TASK: Report back each line of the data that contains the word "true".

Saved data entries
================================

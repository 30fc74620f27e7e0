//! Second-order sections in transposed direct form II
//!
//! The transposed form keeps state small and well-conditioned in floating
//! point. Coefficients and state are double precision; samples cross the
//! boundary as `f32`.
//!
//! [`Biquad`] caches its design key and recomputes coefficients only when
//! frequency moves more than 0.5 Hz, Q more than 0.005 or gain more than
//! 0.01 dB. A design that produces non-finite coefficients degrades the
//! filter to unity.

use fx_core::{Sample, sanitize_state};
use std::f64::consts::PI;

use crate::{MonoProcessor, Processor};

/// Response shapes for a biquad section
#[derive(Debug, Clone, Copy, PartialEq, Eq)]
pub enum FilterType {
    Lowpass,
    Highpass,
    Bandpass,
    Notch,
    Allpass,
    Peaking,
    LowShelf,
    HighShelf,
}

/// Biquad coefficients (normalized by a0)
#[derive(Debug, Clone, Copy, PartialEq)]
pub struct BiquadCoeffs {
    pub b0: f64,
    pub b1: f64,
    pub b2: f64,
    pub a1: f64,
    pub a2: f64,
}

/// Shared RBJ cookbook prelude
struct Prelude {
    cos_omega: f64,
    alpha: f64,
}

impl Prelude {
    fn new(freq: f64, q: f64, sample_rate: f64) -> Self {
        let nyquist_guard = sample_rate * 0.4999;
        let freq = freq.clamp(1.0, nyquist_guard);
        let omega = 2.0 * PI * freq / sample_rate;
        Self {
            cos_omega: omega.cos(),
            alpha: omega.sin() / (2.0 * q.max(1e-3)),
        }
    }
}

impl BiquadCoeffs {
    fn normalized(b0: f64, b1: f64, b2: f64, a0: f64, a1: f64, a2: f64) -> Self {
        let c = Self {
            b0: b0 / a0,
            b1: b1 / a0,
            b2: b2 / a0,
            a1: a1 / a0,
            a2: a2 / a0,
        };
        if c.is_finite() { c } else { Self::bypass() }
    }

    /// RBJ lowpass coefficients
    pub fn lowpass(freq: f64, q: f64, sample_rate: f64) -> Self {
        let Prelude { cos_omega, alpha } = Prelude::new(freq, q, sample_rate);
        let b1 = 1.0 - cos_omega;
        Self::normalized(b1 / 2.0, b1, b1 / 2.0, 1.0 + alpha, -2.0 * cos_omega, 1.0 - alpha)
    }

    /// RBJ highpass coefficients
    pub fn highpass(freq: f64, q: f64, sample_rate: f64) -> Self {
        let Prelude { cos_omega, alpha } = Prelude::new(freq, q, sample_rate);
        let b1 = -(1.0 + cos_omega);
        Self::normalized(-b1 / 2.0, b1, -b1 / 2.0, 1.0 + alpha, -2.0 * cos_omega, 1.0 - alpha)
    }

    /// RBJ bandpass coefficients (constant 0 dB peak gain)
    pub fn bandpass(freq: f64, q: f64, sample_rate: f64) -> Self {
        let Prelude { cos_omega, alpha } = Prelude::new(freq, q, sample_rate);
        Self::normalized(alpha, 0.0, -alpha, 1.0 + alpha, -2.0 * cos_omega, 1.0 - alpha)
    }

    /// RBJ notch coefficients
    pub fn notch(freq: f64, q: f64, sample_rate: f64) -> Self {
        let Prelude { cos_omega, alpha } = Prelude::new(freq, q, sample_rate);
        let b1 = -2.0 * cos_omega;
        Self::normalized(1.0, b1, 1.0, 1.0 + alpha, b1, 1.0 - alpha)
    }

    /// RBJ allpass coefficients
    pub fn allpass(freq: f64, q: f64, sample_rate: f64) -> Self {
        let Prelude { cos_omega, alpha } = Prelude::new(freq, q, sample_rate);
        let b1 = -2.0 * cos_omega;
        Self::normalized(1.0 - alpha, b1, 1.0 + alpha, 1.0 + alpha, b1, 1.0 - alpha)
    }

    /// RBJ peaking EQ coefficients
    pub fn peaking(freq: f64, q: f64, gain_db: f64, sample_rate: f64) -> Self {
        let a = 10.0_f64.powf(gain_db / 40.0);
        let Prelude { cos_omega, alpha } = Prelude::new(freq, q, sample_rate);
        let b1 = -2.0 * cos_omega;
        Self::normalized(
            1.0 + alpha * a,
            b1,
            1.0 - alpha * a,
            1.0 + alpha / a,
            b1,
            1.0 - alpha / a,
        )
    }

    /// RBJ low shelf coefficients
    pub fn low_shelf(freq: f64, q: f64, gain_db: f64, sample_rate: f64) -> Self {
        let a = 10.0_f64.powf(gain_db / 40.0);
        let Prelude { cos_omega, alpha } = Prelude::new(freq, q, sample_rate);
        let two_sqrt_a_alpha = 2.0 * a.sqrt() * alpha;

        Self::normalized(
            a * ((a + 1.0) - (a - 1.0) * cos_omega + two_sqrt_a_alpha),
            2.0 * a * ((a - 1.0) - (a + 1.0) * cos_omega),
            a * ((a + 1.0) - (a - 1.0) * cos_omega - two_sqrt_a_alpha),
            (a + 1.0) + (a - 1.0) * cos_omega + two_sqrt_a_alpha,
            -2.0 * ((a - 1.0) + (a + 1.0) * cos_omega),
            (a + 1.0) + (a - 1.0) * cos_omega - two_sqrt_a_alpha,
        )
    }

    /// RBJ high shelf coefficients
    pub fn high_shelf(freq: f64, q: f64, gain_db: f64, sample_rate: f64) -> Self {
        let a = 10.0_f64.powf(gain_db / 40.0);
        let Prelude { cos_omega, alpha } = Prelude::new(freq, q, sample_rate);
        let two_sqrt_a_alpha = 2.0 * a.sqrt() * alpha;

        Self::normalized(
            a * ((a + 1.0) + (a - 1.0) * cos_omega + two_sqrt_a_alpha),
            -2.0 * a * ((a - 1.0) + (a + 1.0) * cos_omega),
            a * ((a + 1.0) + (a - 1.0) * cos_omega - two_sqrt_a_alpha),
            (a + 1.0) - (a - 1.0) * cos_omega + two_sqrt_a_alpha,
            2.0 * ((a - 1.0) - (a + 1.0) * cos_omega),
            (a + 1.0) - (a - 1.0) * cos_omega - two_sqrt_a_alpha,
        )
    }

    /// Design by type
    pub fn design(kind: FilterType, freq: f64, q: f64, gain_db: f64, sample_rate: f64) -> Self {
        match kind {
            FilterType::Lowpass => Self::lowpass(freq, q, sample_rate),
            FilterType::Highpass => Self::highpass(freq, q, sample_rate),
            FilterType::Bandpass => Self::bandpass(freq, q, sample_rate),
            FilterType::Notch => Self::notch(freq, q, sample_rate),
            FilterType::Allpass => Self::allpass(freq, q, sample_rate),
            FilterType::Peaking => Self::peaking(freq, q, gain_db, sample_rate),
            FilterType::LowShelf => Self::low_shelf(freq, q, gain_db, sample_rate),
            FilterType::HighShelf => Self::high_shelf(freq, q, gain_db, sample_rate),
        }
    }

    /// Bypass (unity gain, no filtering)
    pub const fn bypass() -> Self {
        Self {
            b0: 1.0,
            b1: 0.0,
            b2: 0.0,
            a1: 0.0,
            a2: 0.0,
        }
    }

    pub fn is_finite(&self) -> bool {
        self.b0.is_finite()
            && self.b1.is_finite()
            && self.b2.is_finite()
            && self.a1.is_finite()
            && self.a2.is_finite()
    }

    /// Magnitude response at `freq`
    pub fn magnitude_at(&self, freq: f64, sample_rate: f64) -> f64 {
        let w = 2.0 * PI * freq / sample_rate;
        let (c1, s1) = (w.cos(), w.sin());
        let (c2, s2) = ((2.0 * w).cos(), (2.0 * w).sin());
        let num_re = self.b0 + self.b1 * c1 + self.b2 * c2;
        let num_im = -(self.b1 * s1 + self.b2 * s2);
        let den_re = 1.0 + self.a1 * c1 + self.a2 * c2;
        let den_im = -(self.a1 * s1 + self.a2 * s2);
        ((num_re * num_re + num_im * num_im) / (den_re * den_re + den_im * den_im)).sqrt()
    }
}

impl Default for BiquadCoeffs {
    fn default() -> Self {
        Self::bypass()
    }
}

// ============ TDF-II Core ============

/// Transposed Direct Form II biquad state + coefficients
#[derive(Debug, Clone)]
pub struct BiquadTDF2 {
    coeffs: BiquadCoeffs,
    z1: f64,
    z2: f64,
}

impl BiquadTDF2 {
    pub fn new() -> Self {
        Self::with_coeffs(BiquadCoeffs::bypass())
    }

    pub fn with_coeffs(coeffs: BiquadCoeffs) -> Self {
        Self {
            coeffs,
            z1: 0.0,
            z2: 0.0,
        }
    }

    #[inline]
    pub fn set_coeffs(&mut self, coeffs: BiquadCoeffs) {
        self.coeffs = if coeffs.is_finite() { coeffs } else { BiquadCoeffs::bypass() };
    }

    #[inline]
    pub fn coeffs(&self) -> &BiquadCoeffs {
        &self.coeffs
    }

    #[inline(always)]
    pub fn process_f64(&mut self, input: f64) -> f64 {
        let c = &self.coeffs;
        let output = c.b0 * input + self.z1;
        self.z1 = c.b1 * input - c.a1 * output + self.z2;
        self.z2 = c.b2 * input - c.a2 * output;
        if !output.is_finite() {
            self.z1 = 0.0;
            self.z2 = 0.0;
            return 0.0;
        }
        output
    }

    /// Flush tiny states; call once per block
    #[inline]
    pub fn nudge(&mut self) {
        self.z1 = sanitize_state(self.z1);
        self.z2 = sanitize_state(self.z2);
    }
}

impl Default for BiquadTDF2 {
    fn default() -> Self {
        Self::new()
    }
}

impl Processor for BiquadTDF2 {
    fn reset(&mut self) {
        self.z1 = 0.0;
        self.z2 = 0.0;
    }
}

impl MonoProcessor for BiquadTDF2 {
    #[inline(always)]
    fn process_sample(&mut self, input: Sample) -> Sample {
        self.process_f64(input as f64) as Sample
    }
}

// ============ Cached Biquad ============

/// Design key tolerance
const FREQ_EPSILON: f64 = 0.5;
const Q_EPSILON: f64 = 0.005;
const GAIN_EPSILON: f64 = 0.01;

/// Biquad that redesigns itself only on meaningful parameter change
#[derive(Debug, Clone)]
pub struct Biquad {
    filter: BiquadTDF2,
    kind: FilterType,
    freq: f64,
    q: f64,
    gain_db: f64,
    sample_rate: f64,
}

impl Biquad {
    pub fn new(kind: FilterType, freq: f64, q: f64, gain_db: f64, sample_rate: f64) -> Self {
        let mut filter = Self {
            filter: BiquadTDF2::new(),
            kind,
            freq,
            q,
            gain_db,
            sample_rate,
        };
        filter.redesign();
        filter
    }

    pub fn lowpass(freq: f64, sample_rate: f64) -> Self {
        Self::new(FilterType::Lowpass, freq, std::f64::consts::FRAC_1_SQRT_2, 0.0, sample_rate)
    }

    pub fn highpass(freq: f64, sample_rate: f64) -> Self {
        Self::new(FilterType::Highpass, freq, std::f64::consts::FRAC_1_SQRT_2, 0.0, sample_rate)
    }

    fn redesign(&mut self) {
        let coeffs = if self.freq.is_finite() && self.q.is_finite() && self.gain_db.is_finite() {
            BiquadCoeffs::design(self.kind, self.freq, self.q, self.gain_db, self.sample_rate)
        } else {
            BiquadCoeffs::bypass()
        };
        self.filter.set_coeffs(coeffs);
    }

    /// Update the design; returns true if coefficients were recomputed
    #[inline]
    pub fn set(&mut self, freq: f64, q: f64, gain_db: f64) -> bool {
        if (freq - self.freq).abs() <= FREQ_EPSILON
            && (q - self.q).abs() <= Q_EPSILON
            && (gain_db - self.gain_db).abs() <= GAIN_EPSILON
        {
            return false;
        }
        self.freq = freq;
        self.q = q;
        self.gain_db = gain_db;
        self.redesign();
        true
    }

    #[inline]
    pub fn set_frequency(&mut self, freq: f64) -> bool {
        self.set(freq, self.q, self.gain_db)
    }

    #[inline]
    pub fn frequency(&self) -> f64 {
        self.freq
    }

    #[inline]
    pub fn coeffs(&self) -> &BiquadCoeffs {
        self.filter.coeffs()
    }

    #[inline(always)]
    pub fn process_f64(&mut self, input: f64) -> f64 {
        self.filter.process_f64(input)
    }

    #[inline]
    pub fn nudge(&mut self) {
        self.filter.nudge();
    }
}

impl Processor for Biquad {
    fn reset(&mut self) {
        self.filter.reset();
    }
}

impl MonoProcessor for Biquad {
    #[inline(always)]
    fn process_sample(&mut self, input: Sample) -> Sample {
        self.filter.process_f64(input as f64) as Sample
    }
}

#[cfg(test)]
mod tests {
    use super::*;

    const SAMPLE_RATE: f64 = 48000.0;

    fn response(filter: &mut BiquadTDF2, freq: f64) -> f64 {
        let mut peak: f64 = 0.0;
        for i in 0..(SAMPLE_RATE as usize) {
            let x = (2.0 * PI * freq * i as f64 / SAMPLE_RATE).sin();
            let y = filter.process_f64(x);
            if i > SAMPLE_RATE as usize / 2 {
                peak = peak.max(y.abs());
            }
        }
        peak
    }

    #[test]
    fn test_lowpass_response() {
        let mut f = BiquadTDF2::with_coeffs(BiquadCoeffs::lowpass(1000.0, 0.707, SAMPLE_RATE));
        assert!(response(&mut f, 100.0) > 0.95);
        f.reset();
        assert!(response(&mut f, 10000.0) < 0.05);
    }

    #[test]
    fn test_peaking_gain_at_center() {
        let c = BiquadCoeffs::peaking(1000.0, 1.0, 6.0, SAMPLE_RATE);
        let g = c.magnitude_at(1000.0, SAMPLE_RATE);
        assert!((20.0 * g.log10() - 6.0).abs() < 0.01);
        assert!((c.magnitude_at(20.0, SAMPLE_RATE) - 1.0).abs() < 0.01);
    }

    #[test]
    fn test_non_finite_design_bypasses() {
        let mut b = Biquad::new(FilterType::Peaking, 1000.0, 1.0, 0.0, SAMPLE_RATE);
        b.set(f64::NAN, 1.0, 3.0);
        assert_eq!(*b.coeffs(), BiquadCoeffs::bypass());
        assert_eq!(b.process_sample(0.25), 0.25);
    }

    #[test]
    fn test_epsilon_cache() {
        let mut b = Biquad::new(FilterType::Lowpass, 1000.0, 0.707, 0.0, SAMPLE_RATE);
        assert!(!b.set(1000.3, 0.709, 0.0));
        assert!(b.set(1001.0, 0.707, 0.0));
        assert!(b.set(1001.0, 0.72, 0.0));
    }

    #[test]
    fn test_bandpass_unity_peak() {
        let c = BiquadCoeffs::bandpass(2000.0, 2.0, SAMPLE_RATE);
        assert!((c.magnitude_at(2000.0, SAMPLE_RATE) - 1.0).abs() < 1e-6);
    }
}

================================

ANSWER TO THIS PROBLEM:
    /// Update the design; returns true if coefficients were recomputed
        true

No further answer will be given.